● What is being asked
Word for word, retype the entire listing.

-- Extracted data follows --

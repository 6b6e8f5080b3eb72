//! Prometheus metrics for the cluster OLM operator
//!
//! # Exported metrics
//! The `/metrics` endpoint (when built with `--features metrics`) exports:
//! - `olm_controller_sync_duration_seconds` (histogram): sync duration labeled by controller.
//! - `olm_controller_sync_errors_total` (counter): failed syncs labeled by controller and kind.
//! - `olm_controller_panics_total` (counter): syncs that panicked, labeled by controller.
//! - `olm_manifest_renders_total` (counter): manifest renders labeled by result.

use std::net::SocketAddr;
use std::sync::atomic::AtomicU64;

use axum::{http::StatusCode, routing::get, Router};
use once_cell::sync::Lazy;
use prometheus_client::encoding::EncodeLabelSet;
use prometheus_client::metrics::counter::Counter;
use prometheus_client::metrics::family::Family;
use prometheus_client::metrics::histogram::{exponential_buckets, Histogram};
use prometheus_client::registry::Registry;
use tokio_util::sync::CancellationToken;
use tracing::info;

use crate::error::{Error, Result};

/// Labels for per-controller metrics
#[derive(Clone, Debug, Hash, PartialEq, Eq, EncodeLabelSet)]
pub struct ControllerLabels {
    /// Controller name, e.g. "CatalogdDeploymentCatalogdControllerManager"
    pub controller: String,
}

/// Labels for sync error metrics
#[derive(Clone, Debug, Hash, PartialEq, Eq, EncodeLabelSet)]
pub struct ErrorLabels {
    pub controller: String,
    /// Error category, e.g. "kube", "config", "hook"
    pub kind: String,
}

#[derive(Clone, Debug, Hash, PartialEq, Eq, EncodeLabelSet)]
pub struct RenderLabels {
    /// "success" or "failed"
    pub result: String,
}

/// Histogram tracking sync duration (seconds)
pub static SYNC_DURATION_SECONDS: Lazy<Family<ControllerLabels, Histogram>> = Lazy::new(|| {
    fn sync_histogram() -> Histogram {
        // 1ms .. ~32s across 16 buckets.
        Histogram::new(exponential_buckets(0.001, 2.0, 16))
    }

    Family::new_with_constructor(sync_histogram)
});

pub static SYNC_ERRORS_TOTAL: Lazy<Family<ErrorLabels, Counter<u64, AtomicU64>>> =
    Lazy::new(Family::default);

pub static PANICS_TOTAL: Lazy<Family<ControllerLabels, Counter<u64, AtomicU64>>> =
    Lazy::new(Family::default);

pub static RENDERS_TOTAL: Lazy<Family<RenderLabels, Counter<u64, AtomicU64>>> =
    Lazy::new(Family::default);

/// Global metrics registry
pub static REGISTRY: Lazy<Registry> = Lazy::new(|| {
    let mut registry = Registry::default();

    registry.register(
        "olm_controller_sync_duration_seconds",
        "Duration of controller syncs in seconds",
        SYNC_DURATION_SECONDS.clone(),
    );
    registry.register(
        "olm_controller_sync_errors",
        "Total number of failed controller syncs",
        SYNC_ERRORS_TOTAL.clone(),
    );
    registry.register(
        "olm_controller_panics",
        "Total number of controller syncs that panicked",
        PANICS_TOTAL.clone(),
    );
    registry.register(
        "olm_manifest_renders",
        "Total number of manifest renders by result",
        RENDERS_TOTAL.clone(),
    );

    registry
});

/// Observe a sync duration in seconds.
pub fn observe_sync_duration_seconds(controller: &str, seconds: f64) {
    let labels = ControllerLabels {
        controller: controller.to_string(),
    };
    SYNC_DURATION_SECONDS.get_or_create(&labels).observe(seconds);
}

/// Increment the sync error counter.
pub fn inc_sync_error(controller: &str, error: &Error) {
    let labels = ErrorLabels {
        controller: controller.to_string(),
        kind: error_kind(error).to_string(),
    };
    SYNC_ERRORS_TOTAL.get_or_create(&labels).inc();
}

pub fn inc_panic(controller: &str) {
    let labels = ControllerLabels {
        controller: controller.to_string(),
    };
    PANICS_TOTAL.get_or_create(&labels).inc();
}

pub fn inc_render(success: bool) {
    let labels = RenderLabels {
        result: if success { "success" } else { "failed" }.to_string(),
    };
    RENDERS_TOTAL.get_or_create(&labels).inc();
}

fn error_kind(error: &Error) -> &'static str {
    match error {
        Error::KubeError(_) => "kube",
        Error::YamlError(_) | Error::JsonError(_) => "decode",
        Error::IoError { .. } => "io",
        Error::ConfigError(_) => "config",
        Error::ManifestError { .. } => "manifest",
        Error::RenderError(_) => "render",
        Error::HookError { .. } => "hook",
        Error::Precondition(_) => "precondition",
        Error::ExtensionMetadata(_) => "extension_metadata",
        Error::Cancelled => "cancelled",
        Error::Aggregate(_) => "aggregate",
    }
}

async fn metrics_handler() -> (StatusCode, String) {
    use prometheus_client::encoding::text::encode;
    let mut buffer = String::new();
    match encode(&mut buffer, &REGISTRY) {
        Ok(()) => (StatusCode::OK, buffer),
        Err(e) => (StatusCode::INTERNAL_SERVER_ERROR, e.to_string()),
    }
}

async fn healthz() -> &'static str {
    "ok"
}

/// Serve `/metrics` and `/healthz` until `shutdown` fires
pub async fn serve(addr: SocketAddr, shutdown: CancellationToken) -> Result<()> {
    let app = Router::new()
        .route("/metrics", get(metrics_handler))
        .route("/healthz", get(healthz));

    let listener = tokio::net::TcpListener::bind(addr)
        .await
        .map_err(|e| Error::io(addr.to_string(), e))?;
    info!("Metrics server listening on {}", addr);

    axum::serve(listener, app)
        .with_graceful_shutdown(async move { shutdown.cancelled().await })
        .await
        .map_err(|e| Error::io(addr.to_string(), e))
}

#[cfg(test)]
mod tests {
    use super::*;
    use prometheus_client::encoding::text::encode;

    #[test]
    fn test_registry_encodes_sync_metrics() {
        observe_sync_duration_seconds("TestController", 0.25);
        inc_sync_error("TestController", &Error::ConfigError("bad".to_string()));
        inc_panic("TestController");

        let mut buffer = String::new();
        encode(&mut buffer, &REGISTRY).unwrap();
        assert!(buffer.contains("olm_controller_sync_duration_seconds"));
        assert!(buffer.contains("kind=\"config\""));
        assert!(buffer.contains("olm_controller_panics_total"));
    }
}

-- Extracted data concluded --

● Solution
repository 6b6e8f5080b3eb72
//! Prometheus metrics for the cluster OLM operator
//!
//! # Exported metrics
//! The `/metrics` endpoint (when built with `--features metrics`) exports:
//! - `olm_controller_sync_duration_seconds` (histogram): sync duration labeled by controller.
//! - `olm_controller_sync_errors_total` (counter): failed syncs labeled by controller and kind.
//! - `olm_controller_panics_total` (counter): syncs that panicked, labeled by controller.
//! - `olm_manifest_renders_total` (counter): manifest renders labeled by result.

use std::net::SocketAddr;
use std::sync::atomic::AtomicU64;

use axum::{http::StatusCode, routing::get, Router};
use once_cell::sync::Lazy;
use prometheus_client::encoding::EncodeLabelSet;
use prometheus_client::metrics::counter::Counter;
use prometheus_client::metrics::family::Family;
use prometheus_client::metrics::histogram::{exponential_buckets, Histogram};
use prometheus_client::registry::Registry;
use tokio_util::sync::CancellationToken;
use tracing::info;

use crate::error::{Error, Result};

/// Labels for per-controller metrics
#[derive(Clone, Debug, Hash, PartialEq, Eq, EncodeLabelSet)]
pub struct ControllerLabels {
    /// Controller name, e.g. "CatalogdDeploymentCatalogdControllerManager"
    pub controller: String,
}

/// Labels for sync error metrics
#[derive(Clone, Debug, Hash, PartialEq, Eq, EncodeLabelSet)]
pub struct ErrorLabels {
    pub controller: String,
    /// Error category, e.g. "kube", "config", "hook"
    pub kind: String,
}

#[derive(Clone, Debug, Hash, PartialEq, Eq, EncodeLabelSet)]
pub struct RenderLabels {
    /// "success" or "failed"
    pub result: String,
}

/// Histogram tracking sync duration (seconds)
pub static SYNC_DURATION_SECONDS: Lazy<Family<ControllerLabels, Histogram>> = Lazy::new(|| {
    fn sync_histogram() -> Histogram {
        // 1ms .. ~32s across 16 buckets.
        Histogram::new(exponential_buckets(0.001, 2.0, 16))
    }

    Family::new_with_constructor(sync_histogram)
});

pub static SYNC_ERRORS_TOTAL: Lazy<Family<ErrorLabels, Counter<u64, AtomicU64>>> =
    Lazy::new(Family::default);

pub static PANICS_TOTAL: Lazy<Family<ControllerLabels, Counter<u64, AtomicU64>>> =
    Lazy::new(Family::default);

pub static RENDERS_TOTAL: Lazy<Family<RenderLabels, Counter<u64, AtomicU64>>> =
    Lazy::new(Family::default);

/// Global metrics registry
pub static REGISTRY: Lazy<Registry> = Lazy::new(|| {
    let mut registry = Registry::default();

    registry.register(
        "olm_controller_sync_duration_seconds",
        "Duration of controller syncs in seconds",
        SYNC_DURATION_SECONDS.clone(),
    );
    registry.register(
        "olm_controller_sync_errors",
        "Total number of failed controller syncs",
        SYNC_ERRORS_TOTAL.clone(),
    );
    registry.register(
        "olm_controller_panics",
        "Total number of controller syncs that panicked",
        PANICS_TOTAL.clone(),
    );
    registry.register(
        "olm_manifest_renders",
        "Total number of manifest renders by result",
        RENDERS_TOTAL.clone(),
    );

    registry
});

/// Observe a sync duration in seconds.
pub fn observe_sync_duration_seconds(controller: &str, seconds: f64) {
    let labels = ControllerLabels {
        controller: controller.to_string(),
    };
    SYNC_DURATION_SECONDS.get_or_create(&labels).observe(seconds);
}

/// Increment the sync error counter.
pub fn inc_sync_error(controller: &str, error: &Error) {
    let labels = ErrorLabels {
        controller: controller.to_string(),
        kind: error_kind(error).to_string(),
    };
    SYNC_ERRORS_TOTAL.get_or_create(&labels).inc();
}

pub fn inc_panic(controller: &str) {
    let labels = ControllerLabels {
        controller: controller.to_string(),
    };
    PANICS_TOTAL.get_or_create(&labels).inc();
}

pub fn inc_render(success: bool) {
    let labels = RenderLabels {
        result: if success { "success" } else { "failed" }.to_string(),
    };
    RENDERS_TOTAL.get_or_create(&labels).inc();
}

fn error_kind(error: &Error) -> &'static str {
    match error {
        Error::KubeError(_) => "kube",
        Error::YamlError(_) | Error::JsonError(_) => "decode",
        Error::IoError { .. } => "io",
        Error::ConfigError(_) => "config",
        Error::ManifestError { .. } => "manifest",
        Error::RenderError(_) => "render",
        Error::HookError { .. } => "hook",
        Error::Precondition(_) => "precondition",
        Error::ExtensionMetadata(_) => "extension_metadata",
        Error::Cancelled => "cancelled",
        Error::Aggregate(_) => "aggregate",
    }
}

async fn metrics_handler() -> (StatusCode, String) {
    use prometheus_client::encoding::text::encode;
    let mut buffer = String::new();
    match encode(&mut buffer, &REGISTRY) {
        Ok(()) => (StatusCode::OK, buffer),
        Err(e) => (StatusCode::INTERNAL_SERVER_ERROR, e.to_string()),
    }
}

async fn healthz() -> &'static str {
    "ok"
}

/// Serve `/metrics` and `/healthz` until `shutdown` fires
pub async fn serve(addr: SocketAddr, shutdown: CancellationToken) -> Result<()> {
    let app = Router::new()
        .route("/metrics", get(metrics_handler))
        .route("/healthz", get(healthz));

    let listener = tokio::net::TcpListener::bind(addr)
        .await
        .map_err(|e| Error::io(addr.to_string(), e))?;
    info!("Metrics server listening on {}", addr);

    axum::serve(listener, app)
        .with_graceful_shutdown(async move { shutdown.cancelled().await })
        .await
        .map_err(|e| Error::io(addr.to_string(), e))
}

#[cfg(test)]
mod tests {
    use super::*;
    use prometheus_client::encoding::text::encode;

    #[test]
    fn test_registry_encodes_sync_metrics() {
        observe_sync_duration_seconds("TestController", 0.25);
        inc_sync_error("TestController", &Error::ConfigError("bad".to_string()));
        inc_panic("TestController");

        let mut buffer = String::new();
        encode(&mut buffer, &REGISTRY).unwrap();
        assert!(buffer.contains("olm_controller_sync_duration_seconds"));
        assert!(buffer.contains("kind=\"config\""));
        assert!(buffer.contains("olm_controller_panics_total"));
    }
}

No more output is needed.